Soluble methane monooxygenase (sMMO) maximization studies were carried out as part of a larger effort directed towards the development and optimization of an aqueous phase, multistage, membrane bioreactor system for treatment of polluted groundwater. A modified version of the naphthalene oxidation assay was utilized to determine the effects of methane:oxygen ratio, nutrient supply, and supplementary carbon sources on maximizing and maintaining sMMO activity in Methylosinus trichosporium OB3b. Methylosinus trichosporium OB3b attained peak sMMO activity (275-300 nmol of naphthol formed h-1 mg of protein-1 at 25 degrees C) in early stationary growth phase when grown in nitrate mineral salts (NMS) medium. With the onset of methane limitation however, sMMO activity rapidly declined.
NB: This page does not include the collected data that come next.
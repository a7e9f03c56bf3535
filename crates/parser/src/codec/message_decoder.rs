//! HTTP message decoder module
//!
//! Decodes a stream of requests or responses, depending on the configured
//! [`ParserKind`](crate::protocol::ParserKind), in two phases per message:
//!
//! 1. Head parsing with [`HeaderDecoder`]
//! 2. Payload parsing with [`PayloadDecoder`], selected by the head
//!
//! # Example
//!
//! ```
//! use micro_http_parser::codec::MessageDecoder;
//! use micro_http_parser::config::ParserConfig;
//! use tokio_util::codec::Decoder;
//! use bytes::BytesMut;
//!
//! let mut decoder = MessageDecoder::new(&ParserConfig::request());
//! let mut buffer = BytesMut::from("GET / HTTP/1.1\r\n\r\n");
//!
//! let head = decoder.decode(&mut buffer).unwrap().unwrap();
//! assert!(head.is_header());
//! let eof = decoder.decode(&mut buffer).unwrap().unwrap();
//! assert!(eof.into_payload_item().unwrap().is_eof());
//! ```

use crate::codec::body::PayloadDecoder;
use crate::codec::header::{HeaderDecoder, StartLineProgress};
use crate::config::ParserConfig;
use crate::protocol::{Message, MessageHead, ParseError, PayloadItem, PayloadSize};
use bytes::BytesMut;
use tokio_util::codec::Decoder;

/// A decoder for HTTP messages that handles both heads and payloads
///
/// # State Machine
///
/// The decoder maintains its state through the `payload_decoder` field:
/// - `None`: Currently parsing a head
/// - `Some(PayloadDecoder)`: Currently parsing a payload
#[derive(Debug)]
pub struct MessageDecoder {
    header_decoder: HeaderDecoder,
    payload_decoder: Option<PayloadDecoder>,
}

impl MessageDecoder {
    pub fn new(config: &ParserConfig) -> Self {
        Self { header_decoder: HeaderDecoder::new(config), payload_decoder: None }
    }

    /// Returns true while waiting for the head of the next message
    pub fn is_idle(&self) -> bool {
        self.payload_decoder.is_none()
    }

    /// Start-line values revealed by the latest attempt to decode a head
    pub fn progress(&self) -> StartLineProgress {
        self.header_decoder.progress()
    }

    /// Drops the payload of the current message, the remaining bytes are left untouched
    pub fn skip_payload(&mut self) {
        self.payload_decoder = None;
    }

    fn on_payload(&mut self, item: Option<PayloadItem>) -> Option<Message<(MessageHead, PayloadSize)>> {
        if let Some(PayloadItem::Eof) = item {
            // no need payload decoder in this message now
            self.payload_decoder.take();
        }
        item.map(Message::Payload)
    }
}

impl Decoder for MessageDecoder {
    type Item = Message<(MessageHead, PayloadSize)>;
    type Error = ParseError;

    /// Attempts to decode the next piece of a message from the provided buffer
    ///
    /// # Returns
    ///
    /// - `Ok(Some(Message::Header(_)))`: Successfully decoded a message head
    /// - `Ok(Some(Message::Payload(_)))`: Successfully decoded a payload chunk or its end
    /// - `Ok(None)`: Need more data to proceed
    /// - `Err(_)`: Encountered a parsing error
    fn decode(&mut self, src: &mut BytesMut) -> Result<Option<Self::Item>, Self::Error> {
        // parse payload if have payload_decoder
        if let Some(payload_decoder) = &mut self.payload_decoder {
            let item = payload_decoder.decode(src)?;
            return Ok(self.on_payload(item));
        }

        let message = match self.header_decoder.decode(src)? {
            Some((head, payload_size)) => {
                self.payload_decoder = Some(payload_size.into());
                Some(Message::Header((head, payload_size)))
            }
            None => None,
        };

        Ok(message)
    }

    /// Like [`decode`](Self::decode), for a stream that has ended
    ///
    /// A partial head or an unfinished framed payload fails with
    /// [`ParseError::UnexpectedEof`].
    fn decode_eof(&mut self, src: &mut BytesMut) -> Result<Option<Self::Item>, Self::Error> {
        if let Some(payload_decoder) = &mut self.payload_decoder {
            let item = payload_decoder.decode_eof(src)?;
            return Ok(self.on_payload(item));
        }

        match self.decode(src)? {
            Some(message) => Ok(Some(message)),
            None if src.is_empty() => Ok(None),
            None => Err(ParseError::UnexpectedEof),
        }
    }
}

#[cfg(test)]
mod tests {
    use super::*;

    #[test]
    fn pipelined_requests() {
        let mut decoder = MessageDecoder::new(&ParserConfig::request());
        let mut buffer = BytesMut::from("POST /a HTTP/1.1\r\nContent-Length: 2\r\n\r\nokGET /b HTTP/1.1\r\n\r\n");

        let Message::Header((head, payload_size)) = decoder.decode(&mut buffer).unwrap().unwrap() else {
            panic!("expected a head");
        };
        assert_eq!(head.target(), b"/a");
        assert_eq!(payload_size, PayloadSize::Length(2));
        assert!(!decoder.is_idle());

        let chunk = decoder.decode(&mut buffer).unwrap().unwrap().into_payload_item().unwrap();
        assert_eq!(chunk.as_bytes().unwrap().as_ref(), b"ok");
        assert!(decoder.decode(&mut buffer).unwrap().unwrap().into_payload_item().unwrap().is_eof());
        assert!(decoder.is_idle());

        let Message::Header((head, payload_size)) = decoder.decode(&mut buffer).unwrap().unwrap() else {
            panic!("expected a head");
        };
        assert_eq!(head.target(), b"/b");
        assert!(payload_size.is_empty());
    }

    #[test]
    fn eof_inside_head() {
        let mut decoder = MessageDecoder::new(&ParserConfig::request());
        let mut buffer = BytesMut::from("GET / HTTP/1.1\r\nHost: exa");

        assert!(decoder.decode(&mut buffer).unwrap().is_none());
        assert!(matches!(decoder.decode_eof(&mut buffer), Err(ParseError::UnexpectedEof)));
    }

    #[test]
    fn eof_between_messages() {
        let mut decoder = MessageDecoder::new(&ParserConfig::request());
        let mut buffer = BytesMut::new();

        assert!(decoder.decode_eof(&mut buffer).unwrap().is_none());
    }

    #[test]
    fn response_until_close() {
        let mut decoder = MessageDecoder::new(&ParserConfig::response());
        let mut buffer = BytesMut::from("HTTP/1.0 200 OK\r\n\r\nhello");

        assert!(decoder.decode(&mut buffer).unwrap().unwrap().is_header());
        let chunk = decoder.decode(&mut buffer).unwrap().unwrap().into_payload_item().unwrap();
        assert_eq!(chunk.as_bytes().unwrap().as_ref(), b"hello");
        assert!(decoder.decode(&mut buffer).unwrap().is_none());

        assert!(decoder.decode_eof(&mut buffer).unwrap().unwrap().into_payload_item().unwrap().is_eof());
        assert!(decoder.is_idle());
    }
}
It was possible to define a simplified nitrate mineral salts (NMS) medium, containing nitrate, phosphate and a source of iron and magnesium, which allowed reasonably high growth rates (mu max 0.08 h-1) and growth yields (0.4-0.5 g cells/g CH4) and near maximal activities of sMMO. In long term batch culture incubations sMMO activity reached a stable plateau at approximately 45-50% of the initial peak level and this was maintained over several weeks. The addition of d-biotin, pyridoxine, and vitamin B12 (cyanocobalamin) increased the activity level of sMMO in actively growing methanotrophs by 25-75%. The addition of these growth factors to the simplified NMS medium was found to increase the plateau sMMO level in long term batch cultures up to 70% of the original peak activity.